Tuesday, January 7, 2025

Can humans have a brain microbiome?

Share

The human gut microbiome plays a key role in the body, communicating with the brain and maintaining the immune system gut-brain axis. So it’s not entirely far-fetched to suggest that microbes may play an even greater role in our neurobiology.

Fishing for microbes

Over the years Irena Salinas was fascinated by a plain physiological fact: the distance between the nose and the brain is quite diminutive. An evolutionary immunologist at the University of Recent Mexico is studying the mucosal immune systems of fish to better understand how human versions of these systems, such as the intestinal mucosa and nasal cavity, work. He knows that the nose is full of bacteria that are “really, really close” to the brain – just millimeters from the olfactory bulb that processes smell. Salinas always had a hunch that bacteria could travel from the nose to the olfactory bulb. After years of curiosity, she decided to confront her suspicions with her favorite model organisms: fish.

Salinas and her team began by extracting DNA from the olfactory bulbs of trout and salmon, some wild-caught and others bred in her lab. (Amir Mani, lead author of the article, made an significant contribution to the research.) They planned to check DNA sequences against a database to identify any microbial species.

However, these types of samples can be easily contaminated – by bacteria in the lab or from other parts of the fish’s body – so it is tough for scientists to study the topic effectively. If they did find bacterial DNA in the olfactory bulb, they would have to convince themselves and other researchers that it actually came from the brain.

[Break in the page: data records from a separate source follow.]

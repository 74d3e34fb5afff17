use std::hash::{Hash, Hasher};

use xxhash_rust::xxh3::Xxh3;

const XXH3_SEED: u64 = 0x5d1e_7a3c_9b04_e2f1;

/// Seeded xxh3 hasher with output that is stable across runs and platforms.
///
/// Render keys and disk cache file names are derived from it, so the seed must never change.
pub(crate) struct StableHasher {
    inner: Xxh3,
}

impl StableHasher {
    pub(crate) fn new() -> Self {
        Self {
            inner: Xxh3::with_seed(XXH3_SEED),
        }
    }

    pub(crate) fn write_bytes(&mut self, b: &[u8]) {
        self.inner.update(b);
    }

    pub(crate) fn finish128(&self) -> u128 {
        self.inner.digest128()
    }
}

impl Hasher for StableHasher {
    fn write(&mut self, bytes: &[u8]) {
        self.write_bytes(bytes);
    }

    fn write_usize(&mut self, v: usize) {
        self.write_bytes(&(v as u64).to_le_bytes());
    }

    fn finish(&self) -> u64 {
        self.inner.digest()
    }
}

/// Stable 64-bit digest of any `Hash` value.
pub(crate) fn stable_hash<T: Hash + ?Sized>(value: &T) -> u64 {
    let mut h = StableHasher::new();
    value.hash(&mut h);
    h.finish()
}

/// Stable 128-bit digest of raw bytes, rendered as lowercase hex.
pub(crate) fn stable_hex128(bytes: &[u8]) -> String {
    let mut h = StableHasher::new();
    h.write_bytes(bytes);
    format!("{:032x}", h.finish128())
}
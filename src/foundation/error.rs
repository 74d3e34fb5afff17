pub type SlideResult<T> = Result<T, SlideError>;

#[derive(thiserror::Error, Debug)]
pub enum SlideError {
    #[error("validation error: {0}")]
    Validation(String),

    #[error("render error: {0}")]
    Render(String),

    #[error("resource error: {0}")]
    Resource(String),

    #[error("network error: {0}")]
    Network(#[from] reqwest::Error),

    #[error("image error: {0}")]
    Image(#[from] image::ImageError),

    #[error("io error: {0}")]
    Io(#[from] std::io::Error),

    #[error("serialization error: {0}")]
    Serde(String),

    #[error(transparent)]
    Other(#[from] anyhow::Error),
}

impl SlideError {
    pub fn validation(msg: impl Into<String>) -> Self {
        Self::Validation(msg.into())
    }

    pub fn render(msg: impl Into<String>) -> Self {
        Self::Render(msg.into())
    }

    pub fn resource(msg: impl Into<String>) -> Self {
        Self::Resource(msg.into())
    }

    pub fn serde(msg: impl Into<String>) -> Self {
        Self::Serde(msg.into())
    }
}

#[cfg(test)]
#[path = "../../tests/unit/foundation/error.rs"]
mod tests;
use std::path::{Path, PathBuf};
use std::sync::Arc;
use std::time::{Duration, Instant};

use anyhow::Context as _;
use clap::{Parser, Subcommand};

#[derive(Parser, Debug)]
#[command(name = "slide", version)]
struct Cli {
    #[command(subcommand)]
    cmd: Command,
}

#[derive(Subcommand, Debug)]
enum Command {
    /// Render a JSON-described surface to a PNG snapshot.
    Render(RenderArgs),
}

#[derive(Parser, Debug)]
struct RenderArgs {
    /// Input surface JSON.
    #[arg(long = "in")]
    in_path: PathBuf,

    /// Output PNG path.
    #[arg(long)]
    out: PathBuf,

    /// Optional engine configuration JSON.
    #[arg(long)]
    config: Option<PathBuf>,

    /// Give up waiting for resources and rendering after this many seconds.
    #[arg(long, default_value_t = 30)]
    timeout_secs: u64,
}

fn main() -> anyhow::Result<()> {
    tracing_subscriber::fmt()
        .with_writer(std::io::stderr)
        .with_target(false)
        .init();

    let cli = Cli::parse();
    match cli.cmd {
        Command::Render(args) => cmd_render(args),
    }
}

fn read_config(path: Option<&Path>) -> anyhow::Result<slide::SlideConfig> {
    match path {
        Some(p) => slide::SlideConfig::from_json_file(p)
            .with_context(|| format!("load config '{}'", p.display())),
        None => Ok(slide::SlideConfig::default()),
    }
}

fn cmd_render(args: RenderArgs) -> anyhow::Result<()> {
    let cfg = read_config(args.config.as_deref())?;
    let doc = slide::SurfaceDoc::from_json_file(&args.in_path)
        .with_context(|| format!("load surface '{}'", args.in_path.display()))?;

    let runtime = tokio::runtime::Builder::new_multi_thread()
        .enable_all()
        .thread_name("slide-io")
        .build()
        .context("start async runtime")?;

    let backend = slide::DefaultResourceBackend::new(&cfg.resources)?;
    let mut scheduler = slide::RenderScheduler::new(
        &cfg.scheduler,
        Arc::new(slide::CompositingRasterizer),
        Arc::new(backend),
        runtime.handle().clone(),
    )?;

    let request = slide::RenderRequest::for_item(doc.id.as_str(), "document", &doc.variant)
        .with_resources(doc.resources());
    let key = request.key.clone();
    let surface = scheduler.insert_surface(slide::DocSurface::new(doc));
    scheduler.render(surface, request);

    let timeout = Duration::from_secs(args.timeout_secs);
    if !scheduler.settle(Instant::now(), timeout) {
        anyhow::bail!("render did not finish within {}s", args.timeout_secs);
    }

    let stats = scheduler.stats();
    tracing::info!(
        renders = stats.renders_applied,
        resolved = stats.resources_resolved,
        missed = stats.resources_missed,
        complete = scheduler.is_fully_rendered(&key),
        "render settled"
    );

    let snapshot = scheduler
        .cache()
        .peek(&key)
        .context("rasterization produced no snapshot")?;

    if let Some(parent) = args.out.parent()
        && !parent.as_os_str().is_empty()
    {
        std::fs::create_dir_all(parent)
            .with_context(|| format!("create output dir '{}'", parent.display()))?;
    }
    snapshot
        .as_image()
        .save_with_format(&args.out, image::ImageFormat::Png)
        .with_context(|| format!("write png '{}'", args.out.display()))?;

    eprintln!("wrote {}", args.out.display());
    Ok(())
}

To explore their base, Salinas’ team also examined the fish’s whole-body microbiomes. They took samples of the remaining fish brains, entrails and blood; they even sucked blood from many of the brain’s capillaries to ensure that any bacteria they discovered were within the brain tissue itself.

“We had to go back and repeat [the experiments] many, many times, just to be sure,” Salinas said. The project took five years, but it was clear from the beginning that fish brains were not sterile.

As Salinas expected, there were bacteria in the olfactory bulb. But she was shocked to see that the rest of the brain had even more. “I thought there were no bacteria in other parts of the brain,” she said. “But it turned out that my hypothesis was wrong.” There were so many fish brains that it took only a few minutes to locate the bacterial cells under a microscope. As an additional step, her team confirmed that microbes actively live in the brain; they weren’t dormant or dead.

Olm was impressed by their thorough approach. Salinas and her team asked “the same question in different ways, using different methods, and each of them provided compelling data that there are indeed live microbes in the salmon brain,” he said.

But if so, how did they get there?

Invasion of the Fortress

Scientists have long been skeptical that the brain could host a microbiome because all vertebrates, including fish, have blood-brain barrier. These blood vessels and the brain cells surrounding them are strengthened to serve as gatekeepers that let certain molecules in and out of the brain and keep out invaders, especially larger ones like bacteria. So Salinas wondered how the brains in her study became colonized.

By comparing microbial DNA from the brain with DNA taken from other organs, her lab discovered a subset of species that did not appear elsewhere in the body. Salinas hypothesized that these species may have colonized the fish’s brains early in development, before their blood-brain barrier was fully formed. “In the beginning, anything can come in; it’s free for everyone,” she said.